▸ **Problem to solve**
Repeat the entries below exactly. Begin with the first line and end with the line that contains "use base64::Engine;".
• • • •
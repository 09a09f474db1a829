//! One-shot values carried across a redirect in signed cookies.
//!
//! A handler stores a value before redirecting; the handler serving the next
//! request reads it once, which clears it from the in-request mirror and
//! schedules the cookie for removal.

use std::collections::HashMap;
use std::marker::PhantomData;
use std::sync::{Arc, Mutex};

use axum::extract::{FromRequestParts, Request, State};
use axum::http::StatusCode;
use axum::http::request::Parts;
use axum::middleware::Next;
use axum::response::{IntoResponse, Response};
use axum_extra::extract::cookie::{Cookie, SameSite, SignedCookieJar};
use base64::Engine;
use base64::engine::general_purpose::URL_SAFE_NO_PAD;
use serde::Serialize;
use serde::de::DeserializeOwned;
use thiserror::Error;
use tracing::{debug, warn};

use crate::application::error::HttpError;

use super::middleware::SessionManager;

const SOURCE: &str = "session::ephemeral";

/// Cookie name bound to the type stored under it.
pub struct EphemeralKey<T> {
    name: &'static str,
    _value: PhantomData<fn() -> T>,
}

impl<T> EphemeralKey<T> {
    pub const fn new(name: &'static str) -> Self {
        Self {
            name,
            _value: PhantomData,
        }
    }

    pub fn name(&self) -> &'static str {
        self.name
    }
}

impl<T> Clone for EphemeralKey<T> {
    fn clone(&self) -> Self {
        *self
    }
}

impl<T> Copy for EphemeralKey<T> {}

pub const FLASH: EphemeralKey<String> = EphemeralKey::new("flash");
pub const ERROR: EphemeralKey<String> = EphemeralKey::new("error");
pub const STATUS: EphemeralKey<String> = EphemeralKey::new("status");

#[derive(Debug, Error)]
pub enum EphemeralError {
    #[error("failed to encode ephemeral value `{key}`")]
    Encode {
        key: &'static str,
        #[source]
        source: serde_json::Error,
    },
}

struct EphemeralState {
    jar: SignedCookieJar,
    // `Some` holds a value set during this request, `None` marks a consumed key.
    mirror: HashMap<&'static str, Option<String>>,
}

/// Per-request handle to the ephemeral store.
#[derive(Clone)]
pub struct EphemeralValues {
    state: Arc<Mutex<EphemeralState>>,
}

impl EphemeralValues {
    pub fn new(jar: SignedCookieJar) -> Self {
        Self {
            state: Arc::new(Mutex::new(EphemeralState {
                jar,
                mirror: HashMap::new(),
            })),
        }
    }

    pub fn set<T: Serialize>(&self, key: EphemeralKey<T>, value: &T) -> Result<(), EphemeralError> {
        let json = serde_json::to_vec(value).map_err(|source| EphemeralError::Encode {
            key: key.name,
            source,
        })?;
        let encoded = URL_SAFE_NO_PAD.encode(json);

        let mut state = self.lock("set");
        state.jar = state.jar.clone().add(value_cookie(key.name, encoded.clone()));
        state.mirror.insert(key.name, Some(encoded));
        Ok(())
    }

    /// Reads and consumes the value stored under `key`.
    ///
    /// Corrupt payloads count as absent but are still cleared.
    pub fn get<T: DeserializeOwned>(&self, key: EphemeralKey<T>) -> Option<T> {
        let mut state = self.lock("get");
        let encoded = match state.mirror.get(key.name) {
            Some(Some(encoded)) => encoded.clone(),
            Some(None) => return None,
            None => state.jar.get(key.name)?.value().to_owned(),
        };

        state.mirror.insert(key.name, None);
        state.jar = state.jar.clone().remove(removal_cookie(key.name));
        drop(state);

        match decode_value(&encoded) {
            Ok(value) => Some(value),
            Err(reason) => {
                debug!(
                    target = "holmok::session::ephemeral",
                    key = key.name,
                    reason,
                    "discarding undecodable ephemeral value"
                );
                None
            }
        }
    }

    fn into_jar(self) -> SignedCookieJar {
        self.lock("into_jar").jar.clone()
    }

    fn lock(&self, op: &'static str) -> std::sync::MutexGuard<'_, EphemeralState> {
        match self.state.lock() {
            Ok(guard) => guard,
            Err(poisoned) => {
                warn!(
                    op,
                    target_module = SOURCE,
                    result = "poisoned_recovered",
                    "Recovered from poisoned ephemeral store lock"
                );
                poisoned.into_inner()
            }
        }
    }
}

fn decode_value<T: DeserializeOwned>(encoded: &str) -> Result<T, &'static str> {
    let bytes = URL_SAFE_NO_PAD
        .decode(encoded)
        .map_err(|_| "invalid base64")?;
    serde_json::from_slice(&bytes).map_err(|_| "invalid json")
}

fn value_cookie(name: &'static str, value: String) -> Cookie<'static> {
    Cookie::build((name, value))
        .path("/")
        .http_only(true)
        .same_site(SameSite::Lax)
        .build()
}

fn removal_cookie(name: &'static str) -> Cookie<'static> {
    Cookie::build((name, "")).path("/").build()
}

/// Exposes [`EphemeralValues`] to handlers and writes its cookie changes back.
pub async fn ephemeral_values(
    State(manager): State<Arc<SessionManager>>,
    mut request: Request,
    next: Next,
) -> Response {
    let jar = SignedCookieJar::from_headers(request.headers(), manager.key().clone());
    let values = EphemeralValues::new(jar);
    request.extensions_mut().insert(values.clone());

    let response = next.run(request).await;
    (values.into_jar(), response).into_response()
}

impl<S> FromRequestParts<S> for EphemeralValues
where
    S: Send + Sync,
{
    type Rejection = HttpError;

    async fn from_request_parts(parts: &mut Parts, _state: &S) -> Result<Self, Self::Rejection> {
        parts.extensions.get::<Self>().cloned().ok_or_else(|| {
            HttpError::new(
                SOURCE,
                StatusCode::INTERNAL_SERVER_ERROR,
                "Internal server error",
                "ephemeral value layer is not installed",
            )
        })
    }
}
use axum::{
    Form, Json, Router,
    extract::{Path, State},
    response::{IntoResponse, Response},
    routing::{get, post},
};
use serde::{Deserialize, Serialize};
use tracing::info;

use crate::application::categories::{
    CategoryServiceError, CreateCategoryCommand, UpdateCategoryCommand,
};
use crate::application::error::HttpError;
use crate::application::photos::{Photo, PhotoServiceError, UpdatePhotoCommand};
use crate::session::{ERROR, EphemeralValues, FLASH, Session};

use super::{HttpState, redirect_with};

const CATEGORIES_PATH: &str = "/admin/categories";
const PHOTOS_PATH: &str = "/admin/photos";

pub(super) fn router() -> Router<HttpState> {
    Router::new()
        .route("/", get(dashboard))
        .route("/categories", get(list_categories).post(create_category))
        .route("/categories/{id}", post(update_category))
        .route("/photos", get(list_photos))
        .route("/photos/next", get(next_photo))
        .route("/photos/{id}", post(update_photo))
        .route("/cache/clear", post(clear_cache))
}

#[derive(Debug, Serialize)]
struct Dashboard {
    username: Option<String>,
    flash: Option<String>,
}

#[derive(Debug, Serialize)]
struct Listing<T> {
    flash: Option<String>,
    error: Option<String>,
    items: Vec<T>,
}

#[derive(Debug, Serialize)]
struct NextPhoto {
    photo: Option<Photo>,
}

#[derive(Debug, Deserialize)]
struct CreateCategoryForm {
    #[serde(default)]
    name: String,
    #[serde(default)]
    stub: String,
    description: Option<String>,
}

#[derive(Debug, Default, Deserialize)]
#[serde(default)]
struct UpdateCategoryForm {
    name: Option<String>,
    stub: Option<String>,
    description: Option<String>,
    photo_id: Option<i64>,
    active: Option<bool>,
    deleted: Option<bool>,
}

/// Unchecked boxes are absent from the form, so both flags default to false.
#[derive(Debug, Default, Deserialize)]
#[serde(default)]
struct UpdatePhotoForm {
    stub: String,
    description: Option<String>,
    category_id: Option<i64>,
    active: bool,
    deleted: bool,
}

async fn dashboard(session: Session, values: EphemeralValues) -> Json<Dashboard> {
    Json(Dashboard {
        username: session.principal().username().map(str::to_string),
        flash: values.get(FLASH),
    })
}

async fn list_categories(State(state): State<HttpState>, values: EphemeralValues) -> Response {
    match state.categories.get_all(false).await {
        Ok(items) => listing(&values, items),
        Err(err) => HttpError::from(err).into_response(),
    }
}

async fn create_category(
    State(state): State<HttpState>,
    values: EphemeralValues,
    Form(form): Form<CreateCategoryForm>,
) -> Response {
    let command = CreateCategoryCommand {
        name: form.name,
        stub: form.stub,
        description: form.description,
    };
    match state.categories.create(command).await {
        Ok(created) => {
            info!(
                target = "holmok::http::admin",
                id = created.id,
                stub = %created.stub,
                "category created"
            );
            redirect_with(&values, FLASH, "Category created", CATEGORIES_PATH)
        }
        Err(
            err @ (CategoryServiceError::Invalid { .. } | CategoryServiceError::StubAlreadyExists),
        ) => redirect_with(&values, ERROR, err.to_string(), CATEGORIES_PATH),
        Err(err) => HttpError::from(err).into_response(),
    }
}

async fn update_category(
    State(state): State<HttpState>,
    values: EphemeralValues,
    Path(id): Path<i64>,
    Form(form): Form<UpdateCategoryForm>,
) -> Response {
    let command = UpdateCategoryCommand {
        id,
        name: form.name,
        stub: form.stub,
        description: form.description,
        photo_id: form.photo_id,
        active: form.active,
        deleted: form.deleted,
    };
    match state.categories.update(command).await {
        Ok(updated) => {
            info!(
                target = "holmok::http::admin",
                id = updated.id,
                "category updated"
            );
            redirect_with(&values, FLASH, "Category updated", CATEGORIES_PATH)
        }
        Err(
            err @ (CategoryServiceError::Invalid { .. } | CategoryServiceError::StubAlreadyExists),
        ) => redirect_with(&values, ERROR, err.to_string(), CATEGORIES_PATH),
        Err(err) => HttpError::from(err).into_response(),
    }
}

async fn list_photos(State(state): State<HttpState>, values: EphemeralValues) -> Response {
    match state.photos.get_all(false).await {
        Ok(items) => listing(&values, items),
        Err(err) => HttpError::from(err).into_response(),
    }
}

async fn next_photo(State(state): State<HttpState>) -> Response {
    match state.photos.get_oldest_unedited().await {
        Ok(photo) => Json(NextPhoto { photo }).into_response(),
        Err(err) => HttpError::from(err).into_response(),
    }
}

async fn update_photo(
    State(state): State<HttpState>,
    values: EphemeralValues,
    Path(id): Path<i64>,
    Form(form): Form<UpdatePhotoForm>,
) -> Response {
    let command = UpdatePhotoCommand {
        id,
        stub: form.stub,
        description: form.description,
        category_id: form.category_id,
        active: form.active,
        deleted: form.deleted,
    };
    match state.photos.update_photo(command).await {
        Ok(updated) => {
            info!(
                target = "holmok::http::admin",
                id = updated.id,
                "photo updated"
            );
            redirect_with(&values, FLASH, "Photo updated", PHOTOS_PATH)
        }
        Err(err @ (PhotoServiceError::Invalid { .. } | PhotoServiceError::StubAlreadyExists)) => {
            redirect_with(&values, ERROR, err.to_string(), PHOTOS_PATH)
        }
        Err(err) => HttpError::from(err).into_response(),
    }
}

async fn clear_cache(State(state): State<HttpState>, values: EphemeralValues) -> Response {
    state.categories.clear_cache();
    state.photos.clear_cache();
    info!(target = "holmok::http::admin", "service caches cleared");
    redirect_with(&values, FLASH, "Cache cleared", "/admin")
}

fn listing<T: Serialize>(values: &EphemeralValues, items: Vec<T>) -> Response {
    Json(Listing {
        flash: values.get(FLASH),
        error: values.get(ERROR),
        items,
    })
    .into_response()
}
• • • •
▸ **Completed exercise**
repository 09a09f474db1a829
//! One-shot values carried across a redirect in signed cookies.
//!
//! A handler stores a value before redirecting; the handler serving the next
//! request reads it once, which clears it from the in-request mirror and
//! schedules the cookie for removal.

use std::collections::HashMap;
use std::marker::PhantomData;
use std::sync::{Arc, Mutex};

use axum::extract::{FromRequestParts, Request, State};
use axum::http::StatusCode;
use axum::http::request::Parts;
use axum::middleware::Next;
use axum::response::{IntoResponse, Response};
use axum_extra::extract::cookie::{Cookie, SameSite, SignedCookieJar};
use base64::Engine;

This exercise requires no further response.